The hero? A toy bear with an Irish accent who guides twins Judy and Jimmy on a quest for their missing Silver Star, necessary to top their Christmas tree.

It was a hit. Department stores around the nation sponsored the radio show. Portland, of course, took things up a notch. Local store Lipman, Wolfe & Company brought the popular bear to life as a holiday marketing gag in the 1940s, crafting a hulking bear suit children would grow to know and love—or fear.

Oregonian staff writer Stan Federman tries on the “Old Cinnamon” costume in 1967 (Copyright 1967 The Oregonian, All rights reserved, Reprinted with permission)

Cinnamon Bear made his first appearance in Lipman’s (in the building that now houses Hotel Monaco) in 1944, to the chagrin of Meier & Frank, Lipman’s main competitor, located across the street. At Lipman’s, Cinnamon Bear hung out with Santa and passed out cinnamon cookies in his own image, to be eaten as some sort of communion. By the 1950s he was so popular they’d trot him out for fashion shows in the Multnomah Hotel.
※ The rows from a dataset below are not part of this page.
//! Workbook-wide shared string table.

use crate::records::{SstRecord, UnicodeString};
use std::collections::HashMap;

/// SST with a lookup map so that equal strings share one entry.
#[derive(Debug, Clone, PartialEq, Default)]
pub struct SharedStrings {
    record: SstRecord,
    lookup: HashMap<String, u32>,
}

impl SharedStrings {
    pub fn new() -> Self {
        Self::default()
    }

    /// Wrap a decoded SST. When the table holds duplicates the first entry
    /// wins for new lookups.
    pub fn from_record(record: SstRecord) -> Self {
        let mut lookup = HashMap::with_capacity(record.len());
        for (i, s) in record.strings.iter().enumerate() {
            lookup.entry(s.text().to_string()).or_insert(i as u32);
        }
        Self { record, lookup }
    }

    /// Index of `text`, adding it when new. Every call counts as one more
    /// reference from a LABELSST cell.
    pub fn add(&mut self, text: &str) -> u32 {
        self.record.total_refs = self.record.total_refs.saturating_add(1);
        if let Some(&index) = self.lookup.get(text) {
            return index;
        }
        let index = self.record.push(UnicodeString::new(text));
        self.lookup.insert(text.to_string(), index);
        index
    }

    pub fn get(&self, index: u32) -> Option<&str> {
        self.record.get(index).map(UnicodeString::text)
    }

    pub fn index_of(&self, text: &str) -> Option<u32> {
        self.lookup.get(text).copied()
    }

    /// Number of unique strings.
    pub fn len(&self) -> usize {
        self.record.len()
    }

    pub fn is_empty(&self) -> bool {
        self.record.is_empty()
    }

    pub fn total_refs(&self) -> u32 {
        self.record.total_refs
    }

    pub fn record(&self) -> &SstRecord {
        &self.record
    }
}

#[cfg(test)]
mod tests {
    use super::*;

    #[test]
    fn test_add_deduplicates() {
        let mut sst = SharedStrings::new();
        assert_eq!(sst.add("alpha"), 0);
        assert_eq!(sst.add("beta"), 1);
        assert_eq!(sst.add("alpha"), 0);
        assert_eq!(sst.len(), 2);
        assert_eq!(sst.total_refs(), 3);
        assert_eq!(sst.get(1), Some("beta"));
    }

    #[test]
    fn test_from_record_keeps_first_duplicate() {
        let mut record = SstRecord::new();
        record.push(UnicodeString::new("x"));
        record.push(UnicodeString::new("x"));
        let sst = SharedStrings::from_record(record);
        assert_eq!(sst.index_of("x"), Some(0));
        assert_eq!(sst.len(), 2);
    }
}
The store even tried to capitalize on him at Easter, casting him as a helper for the Easter Bunny. In the 1970s, the bear delivered tens of thousands of cookies between his store appearances and visits to Portland’s children’s hospital.

For Evan Roberts, a local winemaker whose grandfather William Roberts co-owned Lipman’s from 1956 to 1968, time with Cinnamon Bear was supernatural. “He was magical to me because, in my mind, he was a stuffed animal who had come to life. Santa was just a weird old guy with a big beard, kind of spooky, and wanted to know if you had been ‘good,’” Roberts explains. “Cinnamon Bear was cuddly and handed out bear cookies. How could you go wrong with that?” 

Decades before the Portland Spirit was a thing, the Cinnamon Bear was already being cruised. Our furry friend was known as “A Real Casanova”—a phenomenon reported in 1967 and 1973 by two 18-year-old guys hired to play the Cinnamon Bear at Lipman’s. Teen girls purportedly whispered their phone numbers in his ear. Locals were in thrall to his hirsute sex appeal.

“The girls really dig him,” Lipman bear-wearer Glenn Simon bragged to the Oregonian in 1973. “I get all sorts of women sitting in my lap.... Old Cinnamon is strictly a lover boy.”

Not all the girls dug Old Cinnamon, though. After Lipman’s was bought by department store Frederick & Nelson in 1979, they kept the character and trotted him out for another decade, to the abject terror of some Portland children.

“Oh my god, I fucking hated that bear,” recalls Nico Bella, owner of downtown’s Spellbound Flowers. “He looked like a Sleestak [from Land of the Lost] to me, and I was terrified of those. It was in a doorway and came waving and walking towards me, and I started yelling, ‘No, no, NO!’ and wailing. I ran out screaming.”

(In addition to the Sleestak resemblance, some versions of the 1980s-era Cinnamon Bear suit look rather disturbingly like a Furry in blackface.)

In 1990, Frederick & Nelson closed its last Oregon store, hammering another nail in Paddy O’Cinnamon’s coffin. That same year, Oregonian Marybeth Gessele wrote the book No More Cinnamon Bear Cookies, which explains death to children. Coincidence? You decide.

The storied bear’s newest resurrection—with a teeny sailor hat and soulful eyes—debuted on the Portland Spirit cruise in 2005. So far, the two-hour boat ride has hosted thousands of locals for cookies, treasure hunts, and cheap bubbly. (Cruises run November 30 through December 27 this year.)

Holiday traditions change, and our city evolves, but for legions of fans (and some emotional, day-drinking moms), the cult of the Cinnamon Bear is forever.